# EXERCISE DETAILS
Each line of the listing where "screens" appears should be reported.
--------------------------------
use glam::Vec2;

/// Width below which the viewport margin shrinks.
const NARROW_WIDTH: f32 = 768.0;
/// Height below which the viewport margin shrinks.
const SHORT_HEIGHT: f32 = 600.0;
/// Viewport margin (percent) on roomy screens.
const WIDE_MARGIN: f32 = 5.0;
/// Viewport margin (percent) on narrow or short screens.
const TIGHT_MARGIN: f32 = 2.0;
/// Right edge of the box may not pass this percentage of the viewport.
const VIEWPORT_MAX_X: f32 = 98.0;
/// Bottom edge of the box may not pass this percentage of the viewport.
const VIEWPORT_MAX_Y: f32 = 95.0;
/// Container padding cap in pixels.
const FRAME_PADDING_MAX: f32 = 15.0;
/// Container padding as a fraction of the container width.
const FRAME_PADDING_FRACTION: f32 = 0.05;

/// Latest observed viewport size in pixels.
#[derive(Debug, Clone, Copy, PartialEq)]
pub struct Viewport {
    pub width: f32,
    pub height: f32,
}

impl Viewport {
    pub fn new(width: f32, height: f32) -> Self {
        Self { width, height }
    }

    pub fn is_degenerate(&self) -> bool {
        !(self.width > 0.0 && self.height > 0.0)
    }

    /// Viewport percent -> pixels.
    pub fn to_px(&self, pct: Vec2) -> Vec2 {
        Vec2::new(pct.x / 100.0 * self.width, pct.y / 100.0 * self.height)
    }

    /// Pixels -> viewport percent.
    pub fn to_pct(&self, px: Vec2) -> Vec2 {
        Vec2::new(px.x / self.width * 100.0, px.y / self.height * 100.0)
    }
}

/// Container bounds in viewport pixels.
#[derive(Debug, Clone, Copy, PartialEq)]
pub struct FrameRect {
    pub left: f32,
    pub top: f32,
    pub width: f32,
    pub height: f32,
}

impl FrameRect {
    pub fn new(left: f32, top: f32, width: f32, height: f32) -> Self {
        Self {
            left,
            top,
            width,
            height,
        }
    }

    pub fn right(&self) -> f32 {
        self.left + self.width
    }

    pub fn bottom(&self) -> f32 {
        self.top + self.height
    }

    /// Inner padding kept between the frame edge and the entity box.
    pub fn padding(&self) -> f32 {
        FRAME_PADDING_MAX.min(self.width * FRAME_PADDING_FRACTION)
    }
}

/// Measured entity box in pixels.
#[derive(Debug, Clone, Copy, PartialEq)]
pub struct EntitySize {
    pub width: f32,
    pub height: f32,
}

impl EntitySize {
    /// Used until the render layer reports a measured size.
    pub const FALLBACK: EntitySize = EntitySize {
        width: 40.0,
        height: 45.0,
    };

    pub fn new(width: f32, height: f32) -> Self {
        Self { width, height }
    }
}

impl Default for EntitySize {
    fn default() -> Self {
        Self::FALLBACK
    }
}

/// Resolves a named container to its current bounds.
pub trait FrameLookup {
    fn frame_rect(&self, id: &str) -> Option<FrameRect>;
}

impl FrameLookup for () {
    fn frame_rect(&self, _id: &str) -> Option<FrameRect> {
        None
    }
}

impl FrameLookup for std::collections::HashMap<String, FrameRect> {
    fn frame_rect(&self, id: &str) -> Option<FrameRect> {
        self.get(id).copied()
    }
}

/// Clamp a proposed position (viewport percent, top-left of the entity box)
/// so the whole box stays inside the active frame minus its padding.
///
/// With no resolvable frame the viewport itself is the frame. Positions that
/// already satisfy the bounds come back unchanged, so the result is a fixed
/// point of this function.
pub fn constrain(
    proposed: Vec2,
    viewport: Viewport,
    frame: Option<FrameRect>,
    entity: EntitySize,
) -> Vec2 {
    if viewport.is_degenerate() {
        return proposed.clamp(Vec2::ZERO, Vec2::splat(100.0));
    }

    match frame {
        Some(rect) => constrain_to_frame(proposed, viewport, rect, entity),
        None => constrain_to_viewport(proposed, viewport, entity),
    }
}

fn constrain_to_frame(
    proposed: Vec2,
    viewport: Viewport,
    rect: FrameRect,
    entity: EntitySize,
) -> Vec2 {
    let padding = rect.padding();
    let px = viewport.to_px(proposed);

    let min_x = rect.left + padding;
    let max_x = (rect.right() - entity.width - padding).max(min_x);
    let min_y = rect.top + padding;
    let max_y = (rect.bottom() - entity.height - padding).max(min_y);

    let x = if px.x < min_x {
        min_x / viewport.width * 100.0
    } else if px.x > max_x {
        max_x / viewport.width * 100.0
    } else {
        proposed.x
    };
    let y = if px.y < min_y {
        min_y / viewport.height * 100.0
    } else if px.y > max_y {
        max_y / viewport.height * 100.0
    } else {
        proposed.y
    };
    Vec2::new(x, y)
}

fn constrain_to_viewport(proposed: Vec2, viewport: Viewport, entity: EntitySize) -> Vec2 {
    let (min_x, min_y) = viewport_margins(viewport);
    let max_x = VIEWPORT_MAX_X - entity.width / viewport.width * 100.0;
    let max_y = VIEWPORT_MAX_Y - entity.height / viewport.height * 100.0;

    Vec2::new(
        min_x.max(max_x.min(proposed.x)),
        min_y.max(max_y.min(proposed.y)),
    )
}

/// Minimum x/y percentages when constraining against the bare viewport.
pub fn viewport_margins(viewport: Viewport) -> (f32, f32) {
    let x = if viewport.width < NARROW_WIDTH {
        TIGHT_MARGIN
    } else {
        WIDE_MARGIN
    };
    let y = if viewport.height < SHORT_HEIGHT {
        TIGHT_MARGIN
    } else {
        WIDE_MARGIN
    };
    (x, y)
}

/// Everything the solver needs for one ghost at one instant.
#[derive(Debug, Clone, Copy, PartialEq)]
pub struct Bounds {
    pub viewport: Viewport,
    pub frame: Option<FrameRect>,
    pub entity: EntitySize,
}

impl Bounds {
    pub fn reference(&self) -> ReferenceFrame {
        ReferenceFrame::resolve(self.viewport, self.frame)
    }

    pub fn constrain(&self, proposed: Vec2) -> Vec2 {
        constrain(proposed, self.viewport, self.frame, self.entity)
    }
}

/// The rectangle positions are measured against, in viewport percent.
///
/// Soft walls, edge zones and seeding ranges are written in frame-local
/// percent (0..100 across the frame) and mapped through this.
#[derive(Debug, Clone, Copy, PartialEq)]
pub struct ReferenceFrame {
    origin: Vec2,
    extent: Vec2,
}

impl ReferenceFrame {
    /// The full viewport: local and viewport percent coincide.
    pub const VIEWPORT: ReferenceFrame = ReferenceFrame {
        origin: Vec2::ZERO,
        extent: Vec2::splat(100.0),
    };

    pub fn resolve(viewport: Viewport, frame: Option<FrameRect>) -> Self {
        match frame {
            Some(rect) if !viewport.is_degenerate() && rect.width > 0.0 && rect.height > 0.0 => {
                Self {
                    origin: viewport.to_pct(Vec2::new(rect.left, rect.top)),
                    extent: viewport.to_pct(Vec2::new(rect.width, rect.height)),
                }
            }
            _ => Self::VIEWPORT,
        }
    }

    // Factors are formed first so the full-viewport frame maps exactly.
    pub fn to_local(&self, pos: Vec2) -> Vec2 {
        (pos - self.origin) * (Vec2::splat(100.0) / self.extent)
    }

    pub fn to_viewport(&self, local: Vec2) -> Vec2 {
        self.origin + local * (self.extent / 100.0)
    }

    /// Scale a local-percent delta into viewport percent.
    pub fn scale_delta(&self, local_delta: Vec2) -> Vec2 {
        local_delta * (self.extent / 100.0)
    }
}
--------------------------------
# YOUR SOLUTION
/// Viewport margin (percent) on roomy screens.
/// Viewport margin (percent) on narrow or short screens.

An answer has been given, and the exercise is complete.